In my Custom ReadEnvironmentInfoTask I’m reading various properties files containing connectivity information to a database, and I then connect to that database and query couple of fields for the information which should then drive further conditional logic of the build.

So, my intent for this ReadEnvironmentInfoTask (custom task) was to connect to a database and store described information either in a set of properties or even encapsulate it in a Groovy object which the (other) calling task could then get hold of and further direct the logic of the build. This way I was trying to encapsulate all of the logic for reading propertis files and connecting to a database for furher information in one task and then have other tasks act on such retrieved information and proceed further.

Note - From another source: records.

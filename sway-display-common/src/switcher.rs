use crate::executor::{CommandRunner, SystemRunner};
use crate::mode::{DisplayLayout, Mode, OutputLayout};
use crate::state::ModeStore;
use crate::sway::{SwayClient, SwayOutput};
use crate::Result;

/// Reads the persisted mode, optionally advances it, and applies it to sway.
#[derive(Debug, Clone)]
pub struct DisplaySwitcher<R = SystemRunner> {
    store: ModeStore,
    display: DisplayLayout,
    sway: SwayClient<R>,
}

impl<R: CommandRunner> DisplaySwitcher<R> {
    pub fn new(store: ModeStore, display: DisplayLayout, sway: SwayClient<R>) -> Self {
        Self { store, display, sway }
    }

    pub fn store(&self) -> &ModeStore {
        &self.store
    }

    pub fn display(&self) -> &DisplayLayout {
        &self.display
    }

    pub fn sway(&self) -> &SwayClient<R> {
        &self.sway
    }

    /// Persisted mode, `mirror` when nothing has been stored yet.
    pub fn current_mode(&self) -> Result<Mode> {
        let token = self.store.read_mode(Mode::default())?;
        Ok(token.parse::<Mode>()?)
    }

    /// Applies the persisted mode without changing it.
    pub fn apply(&self) -> Result<Mode> {
        let mode = self.current_mode()?;
        self.apply_mode(mode)?;
        Ok(mode)
    }

    /// Advances to the next mode in cycle order, saves it, then applies it.
    pub fn cycle(&self) -> Result<Mode> {
        let current = self.current_mode()?;
        let next = current.next();

        log::debug!("Cycling display mode {} -> {}", current, next);
        self.store.write_mode(next)?;
        self.apply_mode(next)?;
        Ok(next)
    }

    pub fn status(&self) -> Result<(Mode, OutputLayout)> {
        let mode = self.current_mode()?;
        Ok((mode, mode.layout(&self.display)))
    }

    pub fn external_outputs(&self) -> Result<Vec<SwayOutput>> {
        self.sway.list_external_outputs(&self.display.laptop_output)
    }

    fn apply_mode(&self, mode: Mode) -> Result<()> {
        let layout = mode.layout(&self.display);
        self.sway.apply_layout(&self.display, &layout)?;
        log::info!("Applied display mode {}", mode);
        Ok(())
    }
}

Hope that explains better of what I’m trying to do.

Thanks,

Dmitriy.


(Luke Daley) #2

Hi Dmitiry, thanks for bringing this to the forum.

You could just define a custom class inline in your build, and have your ReadEnvironmentInfoTask set properties on it:

class Config {
    String name
}
  // Sets a project property, available everywhere
config = new Config()
  task readConf << {
    config.name = "foo"
}

The trick is then making sure that any task that needs to read from the config declares it depends on readConf.

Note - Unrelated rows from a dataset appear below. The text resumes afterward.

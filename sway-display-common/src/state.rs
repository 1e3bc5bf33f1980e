use std::ffi::OsString;
use std::fs;
use std::io::ErrorKind;
use std::path::{Path, PathBuf};
use crate::error::StateError;
use crate::mode::Mode;

pub const STATE_FILE_NAME: &str = "sway-display-state";

/// Single-token store remembering the last selected mode.
#[derive(Debug, Clone)]
pub struct ModeStore {
    path: PathBuf,
}

impl ModeStore {
    pub fn new(path: PathBuf) -> Self {
        Self { path }
    }

    /// Store at `<cache-base>/sway-display-state`.
    pub fn from_env() -> Result<Self, StateError> {
        let base = cache_base(std::env::var_os("XDG_CACHE_HOME"), dirs::home_dir())
            .ok_or(StateError::NoCacheDir)?;
        Ok(Self::new(base.join(STATE_FILE_NAME)))
    }

    pub fn path(&self) -> &Path {
        &self.path
    }

    /// Returns the stored token, trimmed and unvalidated, or `default` when
    /// the file is missing or blank.
    pub fn read_mode(&self, default: Mode) -> Result<String, StateError> {
        let content = match fs::read_to_string(&self.path) {
            Ok(content) => content,
            Err(e) if e.kind() == ErrorKind::NotFound => {
                log::debug!("No state file at {:?}, using {}", self.path, default);
                return Ok(default.to_string());
            }
            Err(e) => {
                return Err(StateError::FileRead {
                    path: self.path.clone(),
                    source: e,
                })
            }
        };

        let token = content.trim();
        if token.is_empty() {
            log::debug!("State file {:?} is empty, using {}", self.path, default);
            return Ok(default.to_string());
        }

        log::debug!("Read mode {:?} from {:?}", token, self.path);
        Ok(token.to_string())
    }

    /// Truncates the state file and writes the bare token. The parent
    /// directory must already exist.
    pub fn write_mode(&self, mode: Mode) -> Result<(), StateError> {
        fs::write(&self.path, mode.as_str()).map_err(|e| StateError::FileWrite {
            path: self.path.clone(),
            source: e,
        })?;

        log::debug!("Mode {} saved to {:?}", mode, self.path);
        Ok(())
    }
}

/// `XDG_CACHE_HOME` when set and non-empty, else `<home>/.cache`.
pub fn cache_base(xdg_cache_home: Option<OsString>, home: Option<PathBuf>) -> Option<PathBuf> {
    match xdg_cache_home {
        Some(dir) if !dir.is_empty() => Some(PathBuf::from(dir)),
        _ => home.map(|home| home.join(".cache")),
    }
}

#[cfg(test)]
mod tests {
    use super::*;
    use tempfile::tempdir;

    #[test]
    fn test_missing_file_reads_default() {
        let temp_dir = tempdir().unwrap();
        let store = ModeStore::new(temp_dir.path().join(STATE_FILE_NAME));

        assert_eq!(store.read_mode(Mode::Mirror).unwrap(), "mirror");
        assert_eq!(store.read_mode(Mode::Laptop).unwrap(), "laptop");
    }

    #[test]
    fn test_blank_file_reads_default() {
        let temp_dir = tempdir().unwrap();
        let path = temp_dir.path().join(STATE_FILE_NAME);
        let store = ModeStore::new(path.clone());

        fs::write(&path, "").unwrap();
        assert_eq!(store.read_mode(Mode::Mirror).unwrap(), "mirror");

        fs::write(&path, "  \n\t").unwrap();
        assert_eq!(store.read_mode(Mode::Mirror).unwrap(), "mirror");
    }

    #[test]
    fn test_read_trims_without_validating() {
        let temp_dir = tempdir().unwrap();
        let path = temp_dir.path().join(STATE_FILE_NAME);
        let store = ModeStore::new(path.clone());

        fs::write(&path, "extend\n").unwrap();
        assert_eq!(store.read_mode(Mode::Mirror).unwrap(), "extend");

        fs::write(&path, "bogus").unwrap();
        assert_eq!(store.read_mode(Mode::Mirror).unwrap(), "bogus");
    }

    #[test]
    fn test_write_then_read() {
        let temp_dir = tempdir().unwrap();
        let path = temp_dir.path().join(STATE_FILE_NAME);
        let store = ModeStore::new(path.clone());

        for mode in Mode::CYCLE {
            store.write_mode(mode).unwrap();
            assert_eq!(store.read_mode(Mode::Mirror).unwrap(), mode.as_str());
            assert_eq!(fs::read_to_string(&path).unwrap(), mode.as_str());
        }
    }

    #[test]
    fn test_write_truncates_previous_contents() {
        let temp_dir = tempdir().unwrap();
        let path = temp_dir.path().join(STATE_FILE_NAME);
        fs::write(&path, "external-with-trailing-junk\n").unwrap();

        ModeStore::new(path.clone()).write_mode(Mode::Laptop).unwrap();
        assert_eq!(fs::read_to_string(&path).unwrap(), "laptop");
    }

    #[test]
    fn test_write_does_not_create_directory() {
        let temp_dir = tempdir().unwrap();
        let path = temp_dir.path().join("missing").join(STATE_FILE_NAME);
        let store = ModeStore::new(path.clone());

        match store.write_mode(Mode::Extend) {
            Err(StateError::FileWrite { path: failed, .. }) => assert_eq!(failed, path),
            other => panic!("Expected StateError::FileWrite, got {:?}", other),
        }
        assert!(!path.parent().unwrap().exists());
    }

    #[test]
    fn test_unreadable_path_is_an_error() {
        let temp_dir = tempdir().unwrap();
        // A directory in place of the file fails with something other than NotFound.
        let store = ModeStore::new(temp_dir.path().to_path_buf());

        assert!(matches!(
            store.read_mode(Mode::Mirror),
            Err(StateError::FileRead { .. })
        ));
    }

    #[test]
    fn test_cache_base_prefers_xdg() {
        let base = cache_base(Some(OsString::from("/xdg/cache")), Some(PathBuf::from("/home/u")));
        assert_eq!(base, Some(PathBuf::from("/xdg/cache")));
    }

    #[test]
    fn test_cache_base_falls_back_to_home() {
        let home = Some(PathBuf::from("/home/u"));

        assert_eq!(cache_base(None, home.clone()), Some(PathBuf::from("/home/u/.cache")));
        assert_eq!(
            cache_base(Some(OsString::new()), home),
            Some(PathBuf::from("/home/u/.cache"))
        );
        assert_eq!(cache_base(None, None), None);
    }
}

task doSomethingWithConf(dependsOn: [readConf]) << {
    println "name is $config.name"
}

There are some options for wiring the dependencies up all in one go. If you know what they are going to be you could do something like:

def configUsingTasks = [taskA, taskB, taskC, taskD]
configUsingTasks*.dependsOn readConf

We do have some ideas on how to take some of the work out of this, but it won’t happen until after 1.0 unfortunately.

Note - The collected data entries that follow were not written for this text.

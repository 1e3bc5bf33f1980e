pub mod mode;
pub mod state;
pub mod command_builder;
pub mod executor;
pub mod sway;
pub mod switcher;
pub mod error;

pub use mode::{Mode, Directive, Resolution, OutputLayout, DisplayLayout};
pub use state::ModeStore;
pub use command_builder::CommandBuilder;
pub use executor::{CommandRunner, ProcessExecutor, SystemRunner};
pub use sway::{SwayClient, SwayOutput};
pub use switcher::DisplaySwitcher;
pub use error::{DisplayError, Result, ErrorReporting};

Will the approach above solve your problem?


(dtserekhman) #3

Thanks Luke, but my Task is a CustomTask, so I need to have something like this from your example:

task readConf(type: ReadEnvironmentInfoTask) {

config.name = <value that is set on the member variable inside of ReadEnvironmentInfoTask class which implementation I have in a different .groovy file> }

So, how can I call out the variable set inside of the ReadEnvironmentInfoTask from within the scope of readConf(.) so I can then set it on the config.name?

Thank you, Dmitriy.


(Luke Daley) #4

Hi Dmitriy,

I don’t quite understand your last paragraph sorry. Would you mind rephrasing?


(dtserekhman) #5

Hi,

Basically, inside of the @TaskAction-marked method on the ReadEnvironmentInfoTask I compute some result value that I then want to be available to the caller of this task/method. Thus, I was wondering if there is a way to pass this result from within ReadEnvironmentInfoTask into the config.name variable, which is defined within the scope of the gradle script above, so I can then reference config.name from within other tasks that I would define in the same script.

Hope that clarifies it a little better.

Thanks, Dmitriy.


(Luke Daley) #6

Tasks have a reference to their owning project (i.e. org.gradle.api.Task:project ) so you can just set config.name in your @TaskAction

@TaskAction
def setTheConfig() {
  project.config.name = "something"
}

There’s no real concept of a caller of a task. The tasks are just organised in a directed graph based on their dependencies, so you can never guarantee that sequence. You can count on a task being executed before another task, but not immediately before. There may be tasks executed in between.


(dtserekhman) #7

Got you, thank you for the explanation Luke!